(Stored items)
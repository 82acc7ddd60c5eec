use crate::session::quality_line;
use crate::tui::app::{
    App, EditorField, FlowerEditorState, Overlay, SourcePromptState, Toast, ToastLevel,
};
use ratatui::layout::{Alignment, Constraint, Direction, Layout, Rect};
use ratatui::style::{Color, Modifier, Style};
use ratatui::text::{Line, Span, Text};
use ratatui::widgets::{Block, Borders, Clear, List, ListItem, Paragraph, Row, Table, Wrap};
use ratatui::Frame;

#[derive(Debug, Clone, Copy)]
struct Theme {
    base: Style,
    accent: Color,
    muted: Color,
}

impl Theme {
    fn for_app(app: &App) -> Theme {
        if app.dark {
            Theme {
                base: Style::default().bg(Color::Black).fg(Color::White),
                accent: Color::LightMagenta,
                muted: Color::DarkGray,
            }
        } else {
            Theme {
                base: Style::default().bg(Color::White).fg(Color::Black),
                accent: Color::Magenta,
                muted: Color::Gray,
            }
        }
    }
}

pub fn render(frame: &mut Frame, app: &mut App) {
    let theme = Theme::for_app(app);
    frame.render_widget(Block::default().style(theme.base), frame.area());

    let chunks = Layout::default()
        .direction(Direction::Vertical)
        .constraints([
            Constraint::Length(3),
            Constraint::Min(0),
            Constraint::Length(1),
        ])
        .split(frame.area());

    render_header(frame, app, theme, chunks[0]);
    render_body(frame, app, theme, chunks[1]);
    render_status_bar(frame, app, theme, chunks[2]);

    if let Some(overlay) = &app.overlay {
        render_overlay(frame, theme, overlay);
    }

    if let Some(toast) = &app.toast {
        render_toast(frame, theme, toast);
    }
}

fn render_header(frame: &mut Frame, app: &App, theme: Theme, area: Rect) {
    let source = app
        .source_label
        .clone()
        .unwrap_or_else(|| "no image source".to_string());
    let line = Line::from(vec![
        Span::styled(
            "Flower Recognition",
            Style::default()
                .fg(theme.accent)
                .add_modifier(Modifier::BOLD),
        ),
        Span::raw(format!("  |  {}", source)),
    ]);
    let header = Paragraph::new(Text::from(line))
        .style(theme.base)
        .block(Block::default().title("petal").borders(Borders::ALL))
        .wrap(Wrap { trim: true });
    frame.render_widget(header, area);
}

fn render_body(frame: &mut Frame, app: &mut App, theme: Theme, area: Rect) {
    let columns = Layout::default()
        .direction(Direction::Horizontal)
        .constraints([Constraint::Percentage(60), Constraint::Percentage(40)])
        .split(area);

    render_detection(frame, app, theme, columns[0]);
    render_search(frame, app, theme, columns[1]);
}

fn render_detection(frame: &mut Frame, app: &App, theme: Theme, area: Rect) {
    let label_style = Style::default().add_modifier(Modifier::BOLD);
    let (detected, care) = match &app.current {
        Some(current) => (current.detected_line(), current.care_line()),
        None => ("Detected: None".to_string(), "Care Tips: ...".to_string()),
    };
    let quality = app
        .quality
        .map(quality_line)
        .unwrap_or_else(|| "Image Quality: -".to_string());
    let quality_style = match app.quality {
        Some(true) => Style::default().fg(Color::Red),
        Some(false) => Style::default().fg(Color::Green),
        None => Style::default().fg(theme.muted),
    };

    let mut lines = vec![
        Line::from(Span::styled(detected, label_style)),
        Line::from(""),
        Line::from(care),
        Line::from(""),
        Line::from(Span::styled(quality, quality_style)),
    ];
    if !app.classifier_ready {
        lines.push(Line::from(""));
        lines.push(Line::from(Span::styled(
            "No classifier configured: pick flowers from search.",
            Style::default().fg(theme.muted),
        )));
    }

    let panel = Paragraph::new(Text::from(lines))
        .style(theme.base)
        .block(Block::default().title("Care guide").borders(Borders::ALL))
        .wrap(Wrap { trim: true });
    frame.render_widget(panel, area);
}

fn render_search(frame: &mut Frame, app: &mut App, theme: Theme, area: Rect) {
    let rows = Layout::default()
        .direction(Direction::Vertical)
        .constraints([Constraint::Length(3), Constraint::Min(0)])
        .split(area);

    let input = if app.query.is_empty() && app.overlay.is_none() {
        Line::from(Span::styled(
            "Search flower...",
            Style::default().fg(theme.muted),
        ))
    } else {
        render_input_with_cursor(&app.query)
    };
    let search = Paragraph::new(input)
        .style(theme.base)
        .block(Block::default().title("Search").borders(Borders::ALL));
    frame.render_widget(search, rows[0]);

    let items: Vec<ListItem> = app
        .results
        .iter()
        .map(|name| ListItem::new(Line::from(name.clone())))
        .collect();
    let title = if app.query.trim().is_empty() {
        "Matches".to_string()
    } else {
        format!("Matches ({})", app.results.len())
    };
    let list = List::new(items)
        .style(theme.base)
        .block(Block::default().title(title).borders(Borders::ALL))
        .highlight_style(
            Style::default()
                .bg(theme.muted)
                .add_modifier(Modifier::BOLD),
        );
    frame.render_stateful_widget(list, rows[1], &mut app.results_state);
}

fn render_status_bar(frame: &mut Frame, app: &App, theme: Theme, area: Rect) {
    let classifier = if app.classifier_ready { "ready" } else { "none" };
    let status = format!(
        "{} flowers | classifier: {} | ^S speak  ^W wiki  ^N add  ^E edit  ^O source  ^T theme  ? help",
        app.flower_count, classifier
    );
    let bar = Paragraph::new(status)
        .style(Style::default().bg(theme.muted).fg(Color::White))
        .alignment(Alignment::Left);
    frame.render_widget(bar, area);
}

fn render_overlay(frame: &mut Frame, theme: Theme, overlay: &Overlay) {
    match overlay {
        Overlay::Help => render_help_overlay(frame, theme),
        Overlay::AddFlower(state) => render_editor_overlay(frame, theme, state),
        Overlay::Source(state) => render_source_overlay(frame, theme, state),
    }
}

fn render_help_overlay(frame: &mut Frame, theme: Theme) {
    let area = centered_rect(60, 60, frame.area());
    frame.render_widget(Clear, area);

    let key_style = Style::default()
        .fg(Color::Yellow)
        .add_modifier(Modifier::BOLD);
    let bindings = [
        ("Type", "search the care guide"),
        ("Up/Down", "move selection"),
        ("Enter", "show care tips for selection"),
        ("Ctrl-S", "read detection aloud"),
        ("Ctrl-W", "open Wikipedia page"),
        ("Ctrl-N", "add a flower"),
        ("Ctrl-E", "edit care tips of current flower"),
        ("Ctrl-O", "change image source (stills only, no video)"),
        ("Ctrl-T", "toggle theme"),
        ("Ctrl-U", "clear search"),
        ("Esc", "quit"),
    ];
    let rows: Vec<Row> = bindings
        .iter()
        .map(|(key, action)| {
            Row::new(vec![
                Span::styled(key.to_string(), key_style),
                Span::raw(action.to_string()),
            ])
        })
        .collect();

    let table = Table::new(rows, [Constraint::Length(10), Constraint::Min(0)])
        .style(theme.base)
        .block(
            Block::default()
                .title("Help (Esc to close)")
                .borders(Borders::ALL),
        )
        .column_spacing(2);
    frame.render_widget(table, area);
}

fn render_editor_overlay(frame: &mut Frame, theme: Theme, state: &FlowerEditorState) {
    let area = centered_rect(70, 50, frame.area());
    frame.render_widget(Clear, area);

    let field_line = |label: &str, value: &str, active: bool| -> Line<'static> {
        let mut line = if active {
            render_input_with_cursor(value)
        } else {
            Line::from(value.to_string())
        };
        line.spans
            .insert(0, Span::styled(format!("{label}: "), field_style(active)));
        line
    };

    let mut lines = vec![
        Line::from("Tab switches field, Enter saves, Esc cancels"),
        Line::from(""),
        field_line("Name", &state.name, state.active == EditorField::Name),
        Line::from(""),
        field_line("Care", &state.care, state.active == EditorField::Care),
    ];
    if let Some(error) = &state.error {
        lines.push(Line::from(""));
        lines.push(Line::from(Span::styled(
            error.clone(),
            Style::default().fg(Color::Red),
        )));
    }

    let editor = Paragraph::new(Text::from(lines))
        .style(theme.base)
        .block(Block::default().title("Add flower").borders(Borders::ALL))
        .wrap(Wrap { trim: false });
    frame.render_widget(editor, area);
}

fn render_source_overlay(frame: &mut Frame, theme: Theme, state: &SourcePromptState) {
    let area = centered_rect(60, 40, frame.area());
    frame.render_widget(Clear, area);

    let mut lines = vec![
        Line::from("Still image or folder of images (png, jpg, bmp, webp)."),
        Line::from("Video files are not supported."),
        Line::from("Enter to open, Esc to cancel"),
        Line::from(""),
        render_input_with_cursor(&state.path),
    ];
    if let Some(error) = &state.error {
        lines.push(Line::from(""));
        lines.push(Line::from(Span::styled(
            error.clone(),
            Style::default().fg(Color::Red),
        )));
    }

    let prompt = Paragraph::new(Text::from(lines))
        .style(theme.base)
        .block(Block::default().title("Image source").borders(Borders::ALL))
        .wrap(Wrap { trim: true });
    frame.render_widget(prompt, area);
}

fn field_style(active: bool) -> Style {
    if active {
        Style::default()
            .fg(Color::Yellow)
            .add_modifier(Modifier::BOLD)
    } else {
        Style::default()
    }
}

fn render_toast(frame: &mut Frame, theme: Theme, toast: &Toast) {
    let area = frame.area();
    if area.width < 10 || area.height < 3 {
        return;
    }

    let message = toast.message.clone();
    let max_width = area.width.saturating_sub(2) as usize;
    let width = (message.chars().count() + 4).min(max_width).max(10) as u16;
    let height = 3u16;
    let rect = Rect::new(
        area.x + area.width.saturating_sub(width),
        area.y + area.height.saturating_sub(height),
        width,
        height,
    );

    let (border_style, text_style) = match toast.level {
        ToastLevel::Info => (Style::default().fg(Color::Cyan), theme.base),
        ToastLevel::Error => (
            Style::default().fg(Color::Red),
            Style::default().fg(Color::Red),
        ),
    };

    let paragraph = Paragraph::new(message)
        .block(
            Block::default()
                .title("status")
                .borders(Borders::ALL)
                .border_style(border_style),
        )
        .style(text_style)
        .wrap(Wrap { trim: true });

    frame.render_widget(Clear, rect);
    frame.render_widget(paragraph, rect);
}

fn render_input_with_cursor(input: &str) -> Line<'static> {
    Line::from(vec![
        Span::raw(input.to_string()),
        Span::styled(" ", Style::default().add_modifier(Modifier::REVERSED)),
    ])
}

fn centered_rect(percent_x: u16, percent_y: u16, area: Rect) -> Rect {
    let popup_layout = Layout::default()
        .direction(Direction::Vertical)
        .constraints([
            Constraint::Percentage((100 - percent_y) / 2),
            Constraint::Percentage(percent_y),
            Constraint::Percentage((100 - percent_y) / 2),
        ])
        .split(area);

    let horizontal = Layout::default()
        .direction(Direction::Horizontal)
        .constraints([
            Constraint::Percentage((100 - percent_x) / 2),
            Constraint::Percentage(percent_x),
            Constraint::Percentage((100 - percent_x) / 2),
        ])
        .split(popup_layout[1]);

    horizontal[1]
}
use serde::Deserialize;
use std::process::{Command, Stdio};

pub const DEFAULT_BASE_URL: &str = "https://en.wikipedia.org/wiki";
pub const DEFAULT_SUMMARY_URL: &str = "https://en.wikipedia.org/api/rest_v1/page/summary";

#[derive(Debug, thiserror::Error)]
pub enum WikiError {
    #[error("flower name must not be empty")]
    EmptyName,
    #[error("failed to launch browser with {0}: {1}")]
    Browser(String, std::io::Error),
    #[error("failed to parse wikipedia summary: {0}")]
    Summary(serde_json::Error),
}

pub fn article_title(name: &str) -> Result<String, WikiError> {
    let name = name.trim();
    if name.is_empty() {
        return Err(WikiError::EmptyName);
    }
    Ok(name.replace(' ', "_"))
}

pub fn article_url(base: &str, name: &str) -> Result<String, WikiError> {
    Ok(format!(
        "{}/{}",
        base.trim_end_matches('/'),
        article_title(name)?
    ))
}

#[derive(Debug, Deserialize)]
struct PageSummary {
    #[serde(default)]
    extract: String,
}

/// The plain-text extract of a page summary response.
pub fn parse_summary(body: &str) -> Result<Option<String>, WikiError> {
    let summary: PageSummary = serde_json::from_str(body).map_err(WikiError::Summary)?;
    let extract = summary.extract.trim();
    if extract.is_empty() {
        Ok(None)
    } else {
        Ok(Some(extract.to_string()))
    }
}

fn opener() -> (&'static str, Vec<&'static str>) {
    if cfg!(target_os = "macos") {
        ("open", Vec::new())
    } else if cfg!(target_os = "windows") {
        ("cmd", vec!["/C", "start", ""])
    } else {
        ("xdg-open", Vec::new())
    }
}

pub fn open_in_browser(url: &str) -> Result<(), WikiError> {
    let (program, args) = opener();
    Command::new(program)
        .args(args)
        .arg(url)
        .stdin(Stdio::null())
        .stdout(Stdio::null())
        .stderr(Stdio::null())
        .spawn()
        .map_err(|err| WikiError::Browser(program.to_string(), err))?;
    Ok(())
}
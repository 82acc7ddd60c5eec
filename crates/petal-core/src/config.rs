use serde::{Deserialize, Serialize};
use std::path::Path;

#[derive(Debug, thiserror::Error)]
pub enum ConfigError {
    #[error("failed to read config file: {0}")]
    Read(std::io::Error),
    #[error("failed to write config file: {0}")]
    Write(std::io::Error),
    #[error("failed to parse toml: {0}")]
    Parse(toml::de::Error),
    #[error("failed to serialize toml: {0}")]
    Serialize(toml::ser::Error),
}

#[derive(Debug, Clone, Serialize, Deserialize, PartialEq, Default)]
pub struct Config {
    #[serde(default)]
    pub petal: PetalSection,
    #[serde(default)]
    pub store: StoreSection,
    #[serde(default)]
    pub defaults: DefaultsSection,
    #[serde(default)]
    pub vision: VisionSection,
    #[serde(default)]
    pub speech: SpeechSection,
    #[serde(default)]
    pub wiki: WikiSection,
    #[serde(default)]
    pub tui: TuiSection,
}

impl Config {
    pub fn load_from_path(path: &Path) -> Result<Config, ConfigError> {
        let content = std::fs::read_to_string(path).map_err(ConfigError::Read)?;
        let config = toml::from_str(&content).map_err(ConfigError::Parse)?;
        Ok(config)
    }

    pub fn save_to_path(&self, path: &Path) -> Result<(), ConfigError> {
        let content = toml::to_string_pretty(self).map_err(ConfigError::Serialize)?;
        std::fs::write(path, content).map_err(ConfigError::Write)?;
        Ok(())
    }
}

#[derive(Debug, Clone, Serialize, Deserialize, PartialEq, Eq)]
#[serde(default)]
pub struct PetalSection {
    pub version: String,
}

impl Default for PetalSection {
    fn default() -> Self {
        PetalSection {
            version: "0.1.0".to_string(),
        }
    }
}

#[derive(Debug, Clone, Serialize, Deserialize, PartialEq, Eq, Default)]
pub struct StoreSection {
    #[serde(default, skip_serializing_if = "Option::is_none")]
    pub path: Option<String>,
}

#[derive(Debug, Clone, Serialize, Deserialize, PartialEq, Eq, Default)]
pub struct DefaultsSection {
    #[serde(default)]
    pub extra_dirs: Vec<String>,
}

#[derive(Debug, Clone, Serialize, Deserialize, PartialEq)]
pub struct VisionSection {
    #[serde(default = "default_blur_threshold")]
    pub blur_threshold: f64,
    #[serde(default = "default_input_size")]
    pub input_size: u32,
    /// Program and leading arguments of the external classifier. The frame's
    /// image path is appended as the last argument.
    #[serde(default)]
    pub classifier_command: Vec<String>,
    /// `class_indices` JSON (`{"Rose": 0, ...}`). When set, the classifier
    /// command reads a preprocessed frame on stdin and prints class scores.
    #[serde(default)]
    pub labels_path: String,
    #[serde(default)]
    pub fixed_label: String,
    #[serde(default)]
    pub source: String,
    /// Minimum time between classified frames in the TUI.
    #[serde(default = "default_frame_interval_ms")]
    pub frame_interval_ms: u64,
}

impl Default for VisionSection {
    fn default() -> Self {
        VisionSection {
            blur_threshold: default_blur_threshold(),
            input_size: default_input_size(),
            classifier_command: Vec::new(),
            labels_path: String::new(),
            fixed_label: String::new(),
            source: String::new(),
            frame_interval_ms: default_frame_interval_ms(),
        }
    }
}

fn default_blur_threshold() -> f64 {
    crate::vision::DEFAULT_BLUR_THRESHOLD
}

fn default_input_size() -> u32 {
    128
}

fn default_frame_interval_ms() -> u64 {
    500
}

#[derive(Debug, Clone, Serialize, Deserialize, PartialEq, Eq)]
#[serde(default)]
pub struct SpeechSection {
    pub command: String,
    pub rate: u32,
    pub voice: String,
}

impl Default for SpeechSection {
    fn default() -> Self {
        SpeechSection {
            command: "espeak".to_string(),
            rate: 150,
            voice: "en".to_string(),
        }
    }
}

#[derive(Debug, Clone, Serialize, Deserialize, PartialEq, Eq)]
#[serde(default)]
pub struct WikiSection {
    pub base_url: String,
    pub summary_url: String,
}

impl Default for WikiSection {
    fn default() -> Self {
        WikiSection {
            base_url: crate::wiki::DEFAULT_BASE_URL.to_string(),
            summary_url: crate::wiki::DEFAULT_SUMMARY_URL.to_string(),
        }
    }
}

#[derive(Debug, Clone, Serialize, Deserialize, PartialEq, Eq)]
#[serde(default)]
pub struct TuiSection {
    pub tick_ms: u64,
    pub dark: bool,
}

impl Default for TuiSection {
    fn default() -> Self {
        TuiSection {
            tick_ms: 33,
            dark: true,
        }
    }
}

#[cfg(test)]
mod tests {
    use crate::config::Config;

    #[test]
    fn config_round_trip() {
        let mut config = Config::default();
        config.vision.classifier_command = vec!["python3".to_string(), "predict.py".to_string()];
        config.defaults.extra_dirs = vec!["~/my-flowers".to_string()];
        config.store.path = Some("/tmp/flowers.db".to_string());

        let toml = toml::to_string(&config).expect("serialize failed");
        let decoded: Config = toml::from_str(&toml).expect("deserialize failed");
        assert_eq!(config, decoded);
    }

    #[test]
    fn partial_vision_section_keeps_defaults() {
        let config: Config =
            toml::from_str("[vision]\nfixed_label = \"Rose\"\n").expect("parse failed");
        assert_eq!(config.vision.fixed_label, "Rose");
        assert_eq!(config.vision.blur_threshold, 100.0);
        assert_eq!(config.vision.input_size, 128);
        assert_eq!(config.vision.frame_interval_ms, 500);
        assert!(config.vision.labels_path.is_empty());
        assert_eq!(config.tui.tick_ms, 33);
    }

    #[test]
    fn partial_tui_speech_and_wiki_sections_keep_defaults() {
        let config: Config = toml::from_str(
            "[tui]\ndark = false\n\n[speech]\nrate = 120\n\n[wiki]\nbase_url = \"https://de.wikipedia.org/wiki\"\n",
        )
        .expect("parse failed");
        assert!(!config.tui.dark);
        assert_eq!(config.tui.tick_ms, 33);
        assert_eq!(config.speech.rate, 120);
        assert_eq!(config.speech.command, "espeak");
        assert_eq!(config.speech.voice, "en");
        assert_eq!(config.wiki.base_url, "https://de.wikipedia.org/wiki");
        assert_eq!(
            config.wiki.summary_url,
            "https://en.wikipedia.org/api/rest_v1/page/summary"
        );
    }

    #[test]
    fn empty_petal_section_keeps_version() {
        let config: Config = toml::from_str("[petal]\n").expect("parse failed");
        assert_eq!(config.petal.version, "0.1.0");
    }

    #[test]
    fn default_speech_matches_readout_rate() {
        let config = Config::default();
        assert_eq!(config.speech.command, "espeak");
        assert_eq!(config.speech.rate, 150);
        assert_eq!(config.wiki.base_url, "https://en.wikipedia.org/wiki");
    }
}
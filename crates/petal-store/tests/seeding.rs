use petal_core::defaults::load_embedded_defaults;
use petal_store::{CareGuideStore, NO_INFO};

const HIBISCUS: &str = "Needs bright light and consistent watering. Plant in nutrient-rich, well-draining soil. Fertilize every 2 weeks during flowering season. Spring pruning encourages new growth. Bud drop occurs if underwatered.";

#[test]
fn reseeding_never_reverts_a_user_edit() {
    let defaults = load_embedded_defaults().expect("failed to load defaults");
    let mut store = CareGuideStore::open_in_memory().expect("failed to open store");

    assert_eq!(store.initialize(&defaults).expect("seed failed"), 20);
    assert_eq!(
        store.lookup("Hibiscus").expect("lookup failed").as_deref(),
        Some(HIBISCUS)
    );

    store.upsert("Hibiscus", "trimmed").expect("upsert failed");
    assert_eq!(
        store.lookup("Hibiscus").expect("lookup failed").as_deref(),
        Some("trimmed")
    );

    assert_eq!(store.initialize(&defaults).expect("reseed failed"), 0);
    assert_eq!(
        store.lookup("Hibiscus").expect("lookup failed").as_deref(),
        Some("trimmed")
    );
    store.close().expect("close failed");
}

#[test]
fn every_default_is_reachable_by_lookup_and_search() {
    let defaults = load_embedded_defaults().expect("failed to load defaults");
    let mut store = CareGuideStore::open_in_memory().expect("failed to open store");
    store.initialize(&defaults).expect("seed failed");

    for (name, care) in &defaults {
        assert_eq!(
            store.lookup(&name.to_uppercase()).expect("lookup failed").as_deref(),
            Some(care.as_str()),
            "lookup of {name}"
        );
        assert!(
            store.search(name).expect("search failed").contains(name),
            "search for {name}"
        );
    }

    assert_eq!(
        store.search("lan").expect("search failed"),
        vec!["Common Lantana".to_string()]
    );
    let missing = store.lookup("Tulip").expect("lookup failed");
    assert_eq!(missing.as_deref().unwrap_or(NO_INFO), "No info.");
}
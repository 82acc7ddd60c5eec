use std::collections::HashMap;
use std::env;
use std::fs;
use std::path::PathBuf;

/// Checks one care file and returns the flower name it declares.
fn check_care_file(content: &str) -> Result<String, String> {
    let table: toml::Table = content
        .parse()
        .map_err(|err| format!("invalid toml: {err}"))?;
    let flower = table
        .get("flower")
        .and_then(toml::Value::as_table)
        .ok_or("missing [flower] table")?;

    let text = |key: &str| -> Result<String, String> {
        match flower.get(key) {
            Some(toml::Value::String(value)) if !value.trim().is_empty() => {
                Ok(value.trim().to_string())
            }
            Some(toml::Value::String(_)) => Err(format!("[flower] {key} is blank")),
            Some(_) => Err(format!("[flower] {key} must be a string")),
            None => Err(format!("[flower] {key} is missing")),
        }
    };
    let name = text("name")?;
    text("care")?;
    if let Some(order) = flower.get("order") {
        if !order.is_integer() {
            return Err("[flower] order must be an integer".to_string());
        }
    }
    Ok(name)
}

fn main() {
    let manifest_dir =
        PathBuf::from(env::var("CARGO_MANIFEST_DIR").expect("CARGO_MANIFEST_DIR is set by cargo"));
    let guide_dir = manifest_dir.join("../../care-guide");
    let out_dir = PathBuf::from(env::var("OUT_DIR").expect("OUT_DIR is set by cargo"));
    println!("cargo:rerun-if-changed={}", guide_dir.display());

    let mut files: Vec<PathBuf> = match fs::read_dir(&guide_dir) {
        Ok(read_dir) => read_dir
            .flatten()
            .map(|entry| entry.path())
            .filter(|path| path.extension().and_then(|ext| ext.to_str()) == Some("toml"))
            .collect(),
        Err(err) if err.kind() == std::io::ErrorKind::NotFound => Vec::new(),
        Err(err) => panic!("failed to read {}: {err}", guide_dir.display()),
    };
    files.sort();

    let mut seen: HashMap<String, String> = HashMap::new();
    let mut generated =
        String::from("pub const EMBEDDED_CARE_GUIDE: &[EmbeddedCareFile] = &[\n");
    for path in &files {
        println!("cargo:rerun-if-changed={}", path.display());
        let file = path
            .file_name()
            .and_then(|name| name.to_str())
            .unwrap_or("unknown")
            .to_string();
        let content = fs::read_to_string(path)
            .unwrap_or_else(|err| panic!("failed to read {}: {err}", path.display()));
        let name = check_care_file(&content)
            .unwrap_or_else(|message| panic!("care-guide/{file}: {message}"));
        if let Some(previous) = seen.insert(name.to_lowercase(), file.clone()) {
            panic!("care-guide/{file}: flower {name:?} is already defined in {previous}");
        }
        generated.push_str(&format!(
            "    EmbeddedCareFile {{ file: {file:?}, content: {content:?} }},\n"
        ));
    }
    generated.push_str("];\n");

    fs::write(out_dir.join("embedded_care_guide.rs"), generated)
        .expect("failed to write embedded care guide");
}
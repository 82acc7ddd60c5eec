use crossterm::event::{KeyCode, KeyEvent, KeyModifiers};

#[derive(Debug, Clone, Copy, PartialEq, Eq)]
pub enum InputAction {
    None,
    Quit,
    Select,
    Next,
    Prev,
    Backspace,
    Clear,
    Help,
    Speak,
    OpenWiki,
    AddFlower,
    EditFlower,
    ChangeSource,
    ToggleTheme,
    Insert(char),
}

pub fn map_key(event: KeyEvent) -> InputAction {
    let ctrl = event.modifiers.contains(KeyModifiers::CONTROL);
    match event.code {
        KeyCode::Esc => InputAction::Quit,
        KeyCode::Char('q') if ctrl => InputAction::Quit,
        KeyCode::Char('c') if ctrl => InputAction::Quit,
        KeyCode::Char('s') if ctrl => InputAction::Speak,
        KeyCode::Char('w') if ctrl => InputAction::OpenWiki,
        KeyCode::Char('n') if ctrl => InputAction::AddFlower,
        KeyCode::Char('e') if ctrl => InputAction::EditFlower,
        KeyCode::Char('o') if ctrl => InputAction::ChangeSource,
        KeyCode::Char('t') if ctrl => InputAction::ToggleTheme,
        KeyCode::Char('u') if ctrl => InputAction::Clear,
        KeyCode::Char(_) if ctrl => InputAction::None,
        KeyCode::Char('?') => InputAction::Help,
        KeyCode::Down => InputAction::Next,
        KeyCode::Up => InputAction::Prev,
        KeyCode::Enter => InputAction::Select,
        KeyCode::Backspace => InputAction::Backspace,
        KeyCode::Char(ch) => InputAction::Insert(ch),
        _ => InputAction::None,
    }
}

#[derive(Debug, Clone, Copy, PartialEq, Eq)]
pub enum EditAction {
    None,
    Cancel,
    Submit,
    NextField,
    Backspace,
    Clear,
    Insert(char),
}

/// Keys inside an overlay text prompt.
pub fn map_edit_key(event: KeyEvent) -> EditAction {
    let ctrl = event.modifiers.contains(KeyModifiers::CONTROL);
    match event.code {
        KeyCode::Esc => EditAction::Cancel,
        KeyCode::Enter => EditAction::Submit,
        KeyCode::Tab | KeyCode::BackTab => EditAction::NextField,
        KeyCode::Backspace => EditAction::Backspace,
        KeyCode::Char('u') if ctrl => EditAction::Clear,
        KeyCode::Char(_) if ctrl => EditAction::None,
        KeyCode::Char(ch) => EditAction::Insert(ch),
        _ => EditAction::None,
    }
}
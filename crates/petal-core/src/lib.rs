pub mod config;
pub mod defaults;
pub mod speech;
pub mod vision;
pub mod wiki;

WHAT YOU ARE ASKED TO DO » Whenever a line in the entries above includes the word "Backspace", pull that line out.

EXERCISE OUTPUT »
    Backspace,
        KeyCode::Backspace => InputAction::Backspace,
    Backspace,
        KeyCode::Backspace => EditAction::Backspace,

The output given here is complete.